The themes and narrative style of the poems did startle a few, but they were also reflective of far-reaching changes in contemporary Urdu poetry, which were felt gradually. Along with courage in the selection of themes, the first person perspective in the poems is different from traditional poetry.

Self-aware soliloquies

On one hand, the poems seem like soliloquies of a woman passing through stages of self-awareness, giving a form of expression to her body and life by making it the foundation of her poetic experience. On the other, the style and wordings of these poems are elegant and delicate, as if feelings have found the most suitable language. That is why these poems are seen to be decorated with a new manner of feeling, despite being extremely personal and individualistic. They are full of a perception of societal reality and guarded towards universality.

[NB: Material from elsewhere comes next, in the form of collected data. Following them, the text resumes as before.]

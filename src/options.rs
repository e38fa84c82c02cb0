//! Archive session configuration.
//!
//! Options are a plain struct with compile-time defaults. They can also be
//! loaded from TOML; keys that are absent keep their default:
//!
//! ```toml
//! preserve_hardlinks = false
//! compress = "zstd"
//! compress_level = 19
//! buffer_size = 1048576
//! ```

use std::{fmt, str::FromStr};

use serde::Deserialize;

use crate::{
    compress::Compression,
    error::{Error, Result},
};

/// Default chunk size for reading file content.
pub const DEFAULT_BUFFER_SIZE: usize = 64 * 1024;

/// Compression level: a number, or `auto` for the algorithm's default.
#[derive(Clone, Copy, Debug, Default, PartialEq, Eq, Deserialize)]
#[serde(try_from = "LevelRepr")]
pub enum CompressionLevel {
    #[default]
    Auto,
    Level(i32),
}

#[derive(Deserialize)]
#[serde(untagged)]
enum LevelRepr {
    Number(i32),
    Word(String),
}

impl TryFrom<LevelRepr> for CompressionLevel {
    type Error = Error;

    fn try_from(repr: LevelRepr) -> Result<Self> {
        match repr {
            LevelRepr::Number(level) => Ok(CompressionLevel::Level(level)),
            LevelRepr::Word(word) => word.parse(),
        }
    }
}

impl FromStr for CompressionLevel {
    type Err = Error;

    fn from_str(s: &str) -> Result<Self> {
        if s.eq_ignore_ascii_case("auto") {
            return Ok(CompressionLevel::Auto);
        }
        s.parse()
            .map(CompressionLevel::Level)
            .map_err(|_| Error::InvalidOption(format!("compression level {s:?}")))
    }
}

impl fmt::Display for CompressionLevel {
    fn fmt(&self, f: &mut fmt::Formatter<'_>) -> fmt::Result {
        match self {
            CompressionLevel::Auto => f.write_str("auto"),
            CompressionLevel::Level(level) => write!(f, "{level}"),
        }
    }
}

/// Configuration of an archive session.
#[derive(Clone, Debug, PartialEq, Eq, Deserialize)]
#[serde(default, deny_unknown_fields)]
pub struct ArchiveOptions {
    /// Keep leading slashes in entry paths instead of stripping them.
    pub allow_absolute_path: bool,

    /// Store symlinks as link entries rather than archiving their target.
    pub preserve_symlinks: bool,

    /// Store repeated (device, inode) pairs as hard link entries.
    pub preserve_hardlinks: bool,

    /// Pick the compression from the archive name's suffix.
    pub auto_compress: bool,

    /// Explicit compression, taking priority over auto-detection.
    pub compress: Option<Compression>,

    /// Compression level.
    pub compress_level: CompressionLevel,

    /// Chunk size used when streaming file content.
    pub buffer_size: usize,

    /// Emit the preamble hook before the first archive byte.
    pub emit_preamble: bool,
}

impl Default for ArchiveOptions {
    fn default() -> Self {
        Self {
            allow_absolute_path: false,
            preserve_symlinks: true,
            preserve_hardlinks: true,
            auto_compress: true,
            compress: None,
            compress_level: CompressionLevel::Auto,
            buffer_size: DEFAULT_BUFFER_SIZE,
            emit_preamble: false,
        }
    }
}

impl ArchiveOptions {
    /// Parse options from TOML content.
    ///
    /// # Errors
    ///
    /// Returns [`Error::Config`] if the TOML is invalid or names an unknown
    /// key, and [`Error::InvalidOption`] if a value is out of range.
    pub fn from_toml(content: &str) -> Result<Self> {
        let options: Self = toml::from_str(content)?;
        options.validate()?;
        Ok(options)
    }

    /// Check values that the type system does not constrain.
    ///
    /// # Errors
    ///
    /// Returns [`Error::InvalidOption`] for a zero `buffer_size`.
    pub fn validate(&self) -> Result<()> {
        if self.buffer_size == 0 {
            return Err(Error::InvalidOption("buffer_size must be non-zero".into()));
        }
        Ok(())
    }
}
/// Build the header block for one entry.
///
/// `size` is the number of content bytes that will follow the header. The
/// returned header is fully validated and checksummed.
///
/// # Errors
///
/// Fails with [`Error::InvalidPath`], [`Error::PathTooLong`],
/// [`Error::LinkTooLong`], [`Error::FieldOverflow`] or
/// [`Error::NameTooLong`] when an input does not fit the format.
pub fn encode_header(
    path: &str,
    size: u64,
    fields: &EntryFields,
    allow_absolute: bool,
) -> Result<UstarHeader> {
    let path = normalize_path(path, allow_absolute)?;
    let path_bytes = path.as_bytes();
    if path_bytes.len() > MAX_PATH_LEN {
        return Err(Error::PathTooLong {
            path: path.to_string(),
            len: path_bytes.len(),
            limit: MAX_PATH_LEN,
        });
    }

    let mut header = UstarHeader::default();

    // Not separator-aware: the name field always takes the last 100 bytes.
    let (prefix, name) = if path_bytes.len() > MAX_UNSPLIT_LEN {
        path_bytes.split_at(path_bytes.len() - NAME_FIELD_LEN)
    } else {
        (&[][..], path_bytes)
    };
    header.name[..name.len()].copy_from_slice(name);
    header.prefix[..prefix.len()].copy_from_slice(prefix);

    format_octal(
        "mode",
        i128::from(fields.mode.unwrap_or(DEFAULT_MODE)),
        &mut header.mode,
    )?;
    format_octal("uid", i128::from(fields.uid.unwrap_or(0)), &mut header.uid)?;
    format_octal("gid", i128::from(fields.gid.unwrap_or(0)), &mut header.gid)?;
    format_octal("size", i128::from(size), &mut header.size)?;
    format_octal(
        "mtime",
        i128::from(fields.mtime.unwrap_or_else(now)),
        &mut header.mtime,
    )?;
    format_octal(
        "devmajor",
        i128::from(fields.major.unwrap_or(0)),
        &mut header.devmajor,
    )?;
    format_octal(
        "devminor",
        i128::from(fields.minor.unwrap_or(0)),
        &mut header.devminor,
    )?;

    header.typeflag = fields.entry_type.unwrap_or_default().to_byte();

    if let Some(link) = &fields.link {
        if link.len() > MAX_LINK_LEN {
            return Err(Error::LinkTooLong {
                link: link.clone(),
                len: link.len(),
                limit: MAX_LINK_LEN,
            });
        }
        header.linkname[..link.len()].copy_from_slice(link.as_bytes());
    }

    if let Some(user) = &fields.user {
        copy_name("user", user, &mut header.uname)?;
    }
    if let Some(group) = &fields.group {
        copy_name("group", group, &mut header.gname)?;
    }

    header.set_checksum();
    Ok(header)
}
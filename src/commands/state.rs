//! State command - list the stack's persisted records.

use crate::config::MaestroConfig;
use crate::{Context, ui};
use anyhow::Result;
use colored::Colorize;
use reconcile::{FileStateStore, StateStore};

pub fn run(_ctx: &Context, config: &MaestroConfig) -> Result<()> {
    ui::header(&format!("Stack State: {}", config.stack.name));

    let store = FileStateStore::open(config.state_path());
    let mut records = store.load()?;

    if records.is_empty() {
        println!();
        ui::info("No state recorded - run 'maestro up' first");
        return Ok(());
    }

    records.sort_by(|a, b| a.node_id.cmp(&b.node_id));
    for record in &records {
        println!();
        println!(
            "  {} {}",
            record.node_id.bold(),
            record.type_token.dimmed()
        );
        ui::kv("physical id", &record.physical_id);
        ui::kv(
            "input hash",
            record.input_hash.get(..12).unwrap_or(&record.input_hash),
        );
        ui::kv(
            "applied",
            &record.updated_at.format("%Y-%m-%d %H:%M:%S UTC").to_string(),
        );
        if !record.dependencies.is_empty() {
            ui::kv("depends on", &record.dependencies.join(", "));
        }
    }

    println!();
    ui::success(&format!("{} resources tracked", records.len()));
    Ok(())
}
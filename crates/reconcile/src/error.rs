//! Error types for the reconciliation engine.
//!
//! Errors are categorized so callers can tell declaration problems (fatal,
//! raised before any provider call) apart from per-node provider failures,
//! which leave independent branches of a run unaffected.

use thiserror::Error;

/// Categories of reconciliation errors for reporting.
#[derive(Debug, Clone, Copy, PartialEq, Eq)]
pub enum ErrorCategory {
    /// Invalid declaration set (cycle, duplicate id, unknown reference)
    Declaration,
    /// A create/update/delete call against a provider failed
    Provider,
    /// State store IO, serialization, or lock contention
    State,
    /// An exported property cell never resolved
    Output,
}

impl ErrorCategory {
    /// Whether this error aborts the run before any provider call.
    pub fn is_fatal(&self) -> bool {
        matches!(self, Self::Declaration)
    }

    /// Get a user-friendly description of this error category.
    pub fn description(&self) -> &'static str {
        match self {
            Self::Declaration => "Invalid declaration",
            Self::Provider => "Provider call failed",
            Self::State => "State store problem",
            Self::Output => "Unresolved output",
        }
    }
}

/// Errors that can occur while building, planning, or applying a program.
#[derive(Debug, Error)]
pub enum Error {
    /// Two resources were declared with the same logical id
    #[error("duplicate resource id: {id}")]
    DuplicateNode { id: String },

    /// An input references a node that was never declared
    #[error("resource '{node}' references undeclared node '{reference}'")]
    UnknownReference { node: String, reference: String },

    /// The declared inputs form a reference cycle
    #[error("dependency cycle: {}", .path.join(" -> "))]
    Cycle { path: Vec<String> },

    /// No provider is registered for a declared resource type
    #[error("no provider registered for resource type: {type_token}")]
    UnknownType { type_token: String },

    /// A provider call failed; the failure is local to the named node
    #[error("provider call failed for '{node}': {message}")]
    Provider { node: String, message: String },

    /// An exported cell never reached resolved state
    #[error("exported output '{name}' never resolved (producer: {producer})")]
    UnresolvedOutput { name: String, producer: String },

    /// Another run holds the lock for this store or record
    #[error("state conflict: {message}")]
    StateConflict { message: String },

    /// The persisted state could not be read or written
    #[error("state store error: {message}")]
    Store { message: String },

    /// The worker pool could not be built
    #[error("scheduler error: {message}")]
    Scheduler { message: String },

    /// IO error
    #[error("IO error: {0}")]
    Io(#[from] std::io::Error),

    /// JSON serialization error
    #[error("JSON error: {0}")]
    Json(#[from] serde_json::Error),
}

impl Error {
    /// Get the error category for reporting.
    pub fn category(&self) -> ErrorCategory {
        match self {
            Error::DuplicateNode { .. }
            | Error::UnknownReference { .. }
            | Error::Cycle { .. }
            | Error::UnknownType { .. } => ErrorCategory::Declaration,
            Error::Provider { .. } => ErrorCategory::Provider,
            Error::UnresolvedOutput { .. } => ErrorCategory::Output,
            Error::StateConflict { .. }
            | Error::Store { .. }
            | Error::Scheduler { .. }
            | Error::Io(_)
            | Error::Json(_) => ErrorCategory::State,
        }
    }

    /// Whether this error aborts the run before any provider call.
    pub fn is_fatal(&self) -> bool {
        self.category().is_fatal()
    }
}

/// Result type for reconciliation operations.
pub type Result<T> = std::result::Result<T, Error>;
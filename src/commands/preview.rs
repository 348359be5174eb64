//! Preview command - plan without applying.

use crate::config::MaestroConfig;
use crate::{Context, stack, ui};
use anyhow::Result;
use colored::Colorize;
use reconcile::{DependencyGraph, ExecutionPlan, FileStateStore, Operation};

pub fn run(ctx: &Context, config: &MaestroConfig) -> Result<()> {
    ui::header(&format!("Stack Preview: {}", config.stack.name));

    let program = stack::build_program(config);
    let graph = DependencyGraph::build(&program)?;
    let store = FileStateStore::open(config.state_path());
    let registry = super::provider_registry(config)?;

    let plan = reconcile::plan(&program, &graph, &store, &registry)?;
    display_plan(&plan, ctx);

    Ok(())
}

/// Display a plan's operations and a one-line summary.
pub fn display_plan(plan: &ExecutionPlan, ctx: &Context) {
    if plan.is_all_noop() {
        println!();
        println!("  {} No changes - stack matches declarations", "✓".green());
        return;
    }

    println!();
    for step in &plan.steps {
        if step.op == Operation::NoOp && ctx.verbose == 0 {
            continue;
        }
        let symbol = match step.op {
            Operation::Create => "+".green(),
            Operation::Update => "~".yellow(),
            Operation::Replace => "±".red(),
            Operation::Delete => "-".red(),
            Operation::NoOp => "○".dimmed(),
        };

        let mut detail = String::new();
        if !step.changed.is_empty() {
            detail = format!("({})", step.changed.join(", "));
        } else if !step.deferred.is_empty() && step.op == Operation::Create {
            detail = "(references resolve after producers apply)".to_string();
        }

        println!(
            "  {} {:<28} {} {}",
            symbol,
            step.node_id,
            step.type_token.dimmed(),
            detail.dimmed()
        );
    }

    println!();
    println!(
        "  Plan: {} to create, {} to update, {} to replace, {} to delete, {} unchanged",
        plan.count(Operation::Create).to_string().green(),
        plan.count(Operation::Update).to_string().yellow(),
        plan.count(Operation::Replace).to_string().red(),
        plan.count(Operation::Delete).to_string().red(),
        plan.count(Operation::NoOp)
    );
}
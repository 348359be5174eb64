//! # Reconcile
//!
//! A framework for declarative resource reconciliation.
//!
//! Client programs declare resources as data: a stable logical id, a
//! resource type token, and a set of input properties. Inputs may reference
//! the not-yet-known outputs of other resources. This crate turns such a
//! declaration set into converged infrastructure:
//!
//! 1. **Graph** - input references are scanned into a dependency graph,
//!    validated (duplicates, unknown references, cycles) before any
//!    provider is called.
//! 2. **Plan** - each node is diffed against the persisted state store
//!    using content hashes, producing exactly one operation per declared
//!    or orphaned node: `Create`, `Update`, `Replace`, `Delete`, `NoOp`.
//! 3. **Apply** - a dependency-aware worker pool executes independent
//!    branches in parallel. A failure skips only the failed node's
//!    transitive dependents; unrelated branches run to completion.
//!
//! ## Core Concepts
//!
//! - **Program**: the declaration set (resources plus exports)
//! - **PropertyCell**: a value that starts unresolved and is resolved once
//!   its producing operation completes
//! - **StateStore**: persisted record of previously applied resources
//! - **Provider**: the only point of contact with concrete resource kinds
//!
//! ## Example
//!
//! ```ignore
//! use reconcile::{
//!     ApplyOptions, CellTable, DependencyGraph, Input, MemoryStateStore,
//!     NoProgress, Program, ProviderRegistry,
//! };
//! use serde_json::json;
//! use std::collections::BTreeMap;
//!
//! let mut program = Program::new();
//!
//! let net = program.resource(
//!     "core-net",
//!     "sim:network/Vpc",
//!     BTreeMap::from([("cidr_block".into(), Input::value(json!("10.0.0.0/16")))]),
//! );
//! program.resource(
//!     "core-subnet",
//!     "sim:network/Subnet",
//!     BTreeMap::from([
//!         ("vpc_id".into(), net.output("id")),
//!         ("cidr_block".into(), Input::value(json!("10.0.1.0/24"))),
//!     ]),
//! );
//! program.export("network_id", net.output("id"));
//!
//! let graph = DependencyGraph::build(&program)?;
//! let store = MemoryStateStore::new();
//! let mut registry = ProviderRegistry::new();
//! registry.register("sim", my_provider);
//!
//! let plan = reconcile::plan(&program, &graph, &store, &registry)?;
//! let report = reconcile::apply(
//!     &program, &graph, &plan, &store, &registry,
//!     &ApplyOptions::default(), &NoProgress,
//! )?;
//! println!("{:?}", report.exports.values);
//! ```
//!
//! ## Provider Traits
//!
//! The crate uses traits for dependency injection:
//!
//! - [`Provider`]: creates, updates and deletes physical resources
//! - [`StateStore`]: persists one record per live physical resource
//! - [`ProgressSink`]: receives per-operation progress updates
//!
//! This keeps the engine agnostic to concrete cloud APIs, storage layouts
//! and UI frameworks.

pub mod cell;
pub mod error;
pub mod executor;
pub mod graph;
pub mod node;
pub mod outputs;
pub mod plan;
pub mod provider;
pub mod state;
pub mod value;

// Re-export main types at crate root
pub use cell::{CellTable, CellValue, OutputRef, PropertyCell};
pub use error::{Error, ErrorCategory, Result};
pub use executor::{
    ApplyOptions, NoProgress, NodeOutcome, ProgressSink, RunReport, RunSummary, apply,
};
pub use graph::DependencyGraph;
pub use node::{NodeStatus, Program, ResourceHandle, ResourceNode};
pub use outputs::{ExportSet, UnresolvedExport, resolve_exports, resolve_from_records};
pub use plan::{ExecutionPlan, Operation, PlannedStep, plan};
pub use provider::{Created, Provider, ProviderRegistry};
pub use state::{FileStateStore, LockSet, MemoryStateStore, NodeLock, StateRecord, StateStore};
pub use value::Input;
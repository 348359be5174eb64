use clap::{Parser, Subcommand};
use clap_complete::Shell;
use std::path::PathBuf;

#[derive(Parser)]
#[command(name = "maestro")]
#[command(author = "Alberto Cavalcante")]
#[command(version)]
#[command(about = "Declarative infrastructure stacks - preview, converge, destroy", long_about = None)]
#[command(propagate_version = true)]
pub struct Cli {
    /// Verbosity level
    #[arg(short, long, action = clap::ArgAction::Count, global = true)]
    pub verbose: u8,

    /// Suppress non-essential output
    #[arg(short, long, global = true)]
    pub quiet: bool,

    /// Path to the stack configuration (default: ./maestro.toml)
    #[arg(short, long, global = true, value_name = "FILE")]
    pub config: Option<PathBuf>,

    #[command(subcommand)]
    pub command: Command,
}

#[derive(Subcommand)]
pub enum Command {
    /// Show what the next up would change, without applying
    Preview,

    /// Converge the stack to its declared state
    Up(UpArgs),

    /// Delete everything the stack created
    Destroy(DestroyArgs),

    /// List the stack's persisted state records
    State,

    /// Show the stack's exported outputs
    Outputs(OutputsArgs),

    /// Generate shell completions
    Completions {
        /// Shell to generate completions for
        #[arg(value_enum)]
        shell: Shell,
    },
}

#[derive(Parser)]
pub struct UpArgs {
    /// Skip the confirmation prompt
    #[arg(short, long)]
    pub yes: bool,

    /// Number of parallel workers
    #[arg(short, long, default_value_t = 4)]
    pub jobs: usize,

    /// Print secret exports (credentials) in clear text
    #[arg(long)]
    pub show_secrets: bool,
}

#[derive(Parser)]
pub struct DestroyArgs {
    /// Skip the confirmation prompt
    #[arg(short, long)]
    pub yes: bool,

    /// Number of parallel workers
    #[arg(short, long, default_value_t = 4)]
    pub jobs: usize,
}

#[derive(Parser)]
pub struct OutputsArgs {
    /// Print secret exports (credentials) in clear text
    #[arg(long)]
    pub show_secrets: bool,
}
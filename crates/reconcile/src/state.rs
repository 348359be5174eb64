//! Persisted state - one record per live physical resource.
//!
//! The state store is the engine's memory between runs: the planner diffs
//! declared inputs against the stored content hashes, and records whose
//! node id is absent from the current declaration set become orphans,
//! scheduled for deletion.
//!
//! Commits are atomic (temp file plus rename); a lock file serializes
//! concurrent runs against the same store, and a run-scoped [`LockSet`]
//! serializes writers per node id.

use crate::error::{Error, Result};
use chrono::{DateTime, Utc};
use serde::{Deserialize, Serialize};
use serde_json::Value;
use std::collections::{BTreeMap, HashSet};
use std::fs;
use std::path::{Path, PathBuf};
use std::sync::{Arc, Mutex};

/// Persisted record of a previously applied resource.
#[derive(Debug, Clone, PartialEq, Serialize, Deserialize)]
pub struct StateRecord {
    /// Logical id of the declared node
    pub node_id: String,
    /// Provider resource kind
    pub type_token: String,
    /// Content hash of the last applied inputs
    pub input_hash: String,
    /// One hash per input property, used to attribute changes when
    /// classifying update-in-place vs replacement
    #[serde(default)]
    pub property_hashes: BTreeMap<String, String>,
    /// Provider-assigned identifier
    pub physical_id: String,
    /// Outputs published by the last applied operation
    #[serde(default)]
    pub outputs: BTreeMap<String, Value>,
    /// Logical ids this node depended on when applied; orders orphan
    /// deletes (dependents before their producers)
    #[serde(default)]
    pub dependencies: Vec<String>,
    pub updated_at: DateTime<Utc>,
}

/// Storage backend for state records.
///
/// Implementations must be safe to share across the executor's workers;
/// per-record write exclusivity is enforced by the run's [`LockSet`].
pub trait StateStore: Send + Sync {
    /// Load every record in the store.
    fn load(&self) -> Result<Vec<StateRecord>>;

    /// Look up a single record by node id.
    fn get(&self, node_id: &str) -> Result<Option<StateRecord>>;

    /// Persist a record. Either the full record lands or none of it.
    fn commit(&self, record: StateRecord) -> Result<()>;

    /// Remove a record after its physical resource was deleted.
    fn remove(&self, node_id: &str) -> Result<()>;

    /// Records whose node id is absent from the current declaration set.
    fn orphans(&self, declared: &HashSet<String>) -> Result<Vec<StateRecord>> {
        Ok(self
            .load()?
            .into_iter()
            .filter(|r| !declared.contains(&r.node_id))
            .collect())
    }
}

// ============================================================================
// File-backed store
// ============================================================================

#[derive(Debug, Default, Serialize, Deserialize)]
struct StateFile {
    version: u32,
    #[serde(default)]
    resources: BTreeMap<String, StateRecord>,
}

const STATE_FORMAT_VERSION: u32 = 1;

/// JSON file-backed state store.
///
/// Reads and writes are serialized within the process; writes go through a
/// temp file and an atomic rename so a crash never leaves a half-written
/// store behind.
#[derive(Debug)]
pub struct FileStateStore {
    path: PathBuf,
    io: Mutex<()>,
    run_lock: Option<RunLock>,
}

impl FileStateStore {
    /// Open a store for read-only use (no run lock taken).
    pub fn open(path: impl Into<PathBuf>) -> Self {
        Self {
            path: path.into(),
            io: Mutex::new(()),
            run_lock: None,
        }
    }

    /// Open a store and take the run lock, serializing concurrent runs.
    ///
    /// Fails with a state conflict if another run holds the lock.
    pub fn open_locked(path: impl Into<PathBuf>) -> Result<Self> {
        let path = path.into();
        let run_lock = RunLock::acquire(&path)?;
        Ok(Self {
            path,
            io: Mutex::new(()),
            run_lock: Some(run_lock),
        })
    }

    pub fn path(&self) -> &Path {
        &self.path
    }

    pub fn is_locked(&self) -> bool {
        self.run_lock.is_some()
    }

    fn read_file(&self) -> Result<StateFile> {
        if !self.path.exists() {
            log::debug!("state file {} does not exist, starting empty", self.path.display());
            return Ok(StateFile {
                version: STATE_FORMAT_VERSION,
                resources: BTreeMap::new(),
            });
        }
        let content = fs::read_to_string(&self.path)?;
        let file: StateFile = serde_json::from_str(&content).map_err(|e| Error::Store {
            message: format!("failed to parse {}: {e}", self.path.display()),
        })?;
        Ok(file)
    }

    fn write_file(&self, file: &StateFile) -> Result<()> {
        if let Some(parent) = self.path.parent()
            && !parent.as_os_str().is_empty()
        {
            fs::create_dir_all(parent)?;
        }
        let content = serde_json::to_string_pretty(file)?;
        let tmp = self.path.with_extension("json.tmp");
        fs::write(&tmp, content)?;
        fs::rename(&tmp, &self.path)?;
        log::debug!("committed state to {}", self.path.display());
        Ok(())
    }
}

impl StateStore for FileStateStore {
    fn load(&self) -> Result<Vec<StateRecord>> {
        let _guard = self.io.lock().unwrap_or_else(|p| p.into_inner());
        Ok(self.read_file()?.resources.into_values().collect())
    }

    fn get(&self, node_id: &str) -> Result<Option<StateRecord>> {
        let _guard = self.io.lock().unwrap_or_else(|p| p.into_inner());
        Ok(self.read_file()?.resources.remove(node_id))
    }

    fn commit(&self, record: StateRecord) -> Result<()> {
        let _guard = self.io.lock().unwrap_or_else(|p| p.into_inner());
        let mut file = self.read_file()?;
        file.version = STATE_FORMAT_VERSION;
        file.resources.insert(record.node_id.clone(), record);
        self.write_file(&file)
    }

    fn remove(&self, node_id: &str) -> Result<()> {
        let _guard = self.io.lock().unwrap_or_else(|p| p.into_inner());
        let mut file = self.read_file()?;
        file.resources.remove(node_id);
        self.write_file(&file)
    }
}

/// Lock file guarding a state store against concurrent runs.
///
/// Removed on drop; a stale lock after a crash must be removed manually
/// (the file records the owning pid to make that diagnosable).
#[derive(Debug)]
struct RunLock {
    path: PathBuf,
}

impl RunLock {
    fn acquire(state_path: &Path) -> Result<Self> {
        let path = state_path.with_extension("json.lock");
        if let Some(parent) = path.parent()
            && !parent.as_os_str().is_empty()
        {
            fs::create_dir_all(parent)?;
        }
        match fs::OpenOptions::new().write(true).create_new(true).open(&path) {
            Ok(mut file) => {
                use std::io::Write;
                let _ = writeln!(file, "{}", std::process::id());
                Ok(Self { path })
            }
            Err(e) if e.kind() == std::io::ErrorKind::AlreadyExists => {
                Err(Error::StateConflict {
                    message: format!(
                        "another run holds the state lock at {}",
                        path.display()
                    ),
                })
            }
            Err(e) => Err(Error::Io(e)),
        }
    }
}

impl Drop for RunLock {
    fn drop(&mut self) {
        let _ = fs::remove_file(&self.path);
    }
}

// ============================================================================
// In-memory store
// ============================================================================

/// In-memory state store for tests and ephemeral runs.
#[derive(Debug, Default)]
pub struct MemoryStateStore {
    records: Mutex<BTreeMap<String, StateRecord>>,
}

impl MemoryStateStore {
    pub fn new() -> Self {
        Self::default()
    }
}

impl StateStore for MemoryStateStore {
    fn load(&self) -> Result<Vec<StateRecord>> {
        let records = self.records.lock().unwrap_or_else(|p| p.into_inner());
        Ok(records.values().cloned().collect())
    }

    fn get(&self, node_id: &str) -> Result<Option<StateRecord>> {
        let records = self.records.lock().unwrap_or_else(|p| p.into_inner());
        Ok(records.get(node_id).cloned())
    }

    fn commit(&self, record: StateRecord) -> Result<()> {
        let mut records = self.records.lock().unwrap_or_else(|p| p.into_inner());
        records.insert(record.node_id.clone(), record);
        Ok(())
    }

    fn remove(&self, node_id: &str) -> Result<()> {
        let mut records = self.records.lock().unwrap_or_else(|p| p.into_inner());
        records.remove(node_id);
        Ok(())
    }
}

// ============================================================================
// Per-node locks
// ============================================================================

/// Run-scoped lock set keyed by node id - one writer per physical resource.
#[derive(Debug, Clone, Default)]
pub struct LockSet {
    held: Arc<Mutex<HashSet<String>>>,
}

impl LockSet {
    pub fn new() -> Self {
        Self::default()
    }

    /// Acquire the lock for a node id.
    ///
    /// Contention is a state conflict: the later caller aborts its
    /// operation instead of racing the holder.
    pub fn acquire(&self, node_id: &str) -> Result<NodeLock> {
        let mut held = self.held.lock().unwrap_or_else(|p| p.into_inner());
        if !held.insert(node_id.to_string()) {
            return Err(Error::StateConflict {
                message: format!("record '{node_id}' is locked by another operation"),
            });
        }
        Ok(NodeLock {
            held: Arc::clone(&self.held),
            node_id: node_id.to_string(),
        })
    }
}

/// Guard for a single node's record; released on drop.
#[derive(Debug)]
pub struct NodeLock {
    held: Arc<Mutex<HashSet<String>>>,
    node_id: String,
}

impl Drop for NodeLock {
    fn drop(&mut self) {
        let mut held = self.held.lock().unwrap_or_else(|p| p.into_inner());
        held.remove(&self.node_id);
    }
}
pub mod destroy;
pub mod outputs;
pub mod preview;
pub mod state;
pub mod up;

use crate::config::MaestroConfig;
use crate::stack;
use anyhow::{Context as AnyhowContext, Result};
use cloudsim::SimCloud;
use colored::Colorize;
use reconcile::{ExportSet, ProviderRegistry};
use serde_json::Value;
use std::sync::Arc;

/// Build the provider registry backed by the simulated cloud catalog.
pub fn provider_registry(config: &MaestroConfig) -> Result<ProviderRegistry> {
    let catalog = config.catalog_path();
    let cloud = SimCloud::open(&catalog)
        .with_context(|| format!("Could not open cloud catalog at {}", catalog.display()))?;

    let mut registry = ProviderRegistry::new();
    registry.register("sim", Arc::new(cloud));
    Ok(registry)
}

/// Print resolved exports, masking credentials unless asked not to.
pub fn display_exports(exports: &ExportSet, show_secrets: bool) {
    if exports.values.is_empty() && exports.unresolved.is_empty() {
        return;
    }

    crate::ui::section("Outputs");
    for (name, value) in &exports.values {
        if stack::SECRET_EXPORTS.contains(&name.as_str()) && !show_secrets {
            println!("  {}: {}", name.dimmed(), "(secret, pass --show-secrets)".dimmed());
            continue;
        }
        match value {
            Value::String(s) if s.contains('\n') => {
                println!("  {}:", name.dimmed());
                for line in s.lines() {
                    println!("    {line}");
                }
            }
            Value::String(s) => println!("  {}: {}", name.dimmed(), s),
            other => println!("  {}: {}", name.dimmed(), other),
        }
    }
    for missing in &exports.unresolved {
        println!(
            "  {}: {}",
            missing.name.dimmed(),
            format!("unresolved (producer: {})", missing.reference.node).yellow()
        );
    }
}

In many poems, for example ‘Gudiya’ (‘Doll’) or ‘Muqaabla-e-Husn’ (‘Beauty Contest’), she raises her voice against the drama which is performed with a woman in the name of love – in which a woman is forced to act lifeless like a doll, because men have fixed this role for them. Men demand from women lifeless beauty, which is not possible in reality.

Beauty Contest
‘So what if my hips gyrate like whirlpools
The head also has the jewel
Of curiosity
The piece of heart was below the breasts
But the price I have put on these
Do not evade me like this in fear
When you stop measuring me
Do also measure an organ of yours!’

Fahmida Riaz’s poetry of that period also uses tradition as symbolism, whose source is the Bible or Koran. With these sources, she portrays the centuries of oppression on women. In her poem ‘Aqleema’, the eponymous sister of Abel and Cain insists on expressing her opinion. This poem, a franker expression of sexuality, refers to the Biblical/Islamic tale in which Cain slew Abel when his sacrifice of a goat was not accepted by Allah. In some versions, Cain had desired his sister Aqleema for himself, although she was forbidden.

‘Aqleema
Who was the sister of Abel and Cain
Sister
But different
Different between her thighs
And in the swell of her breasts
And inside her stomach
And in her womb
And the fate of all these body parts
Was linked to the sacrifice of a fattened goat.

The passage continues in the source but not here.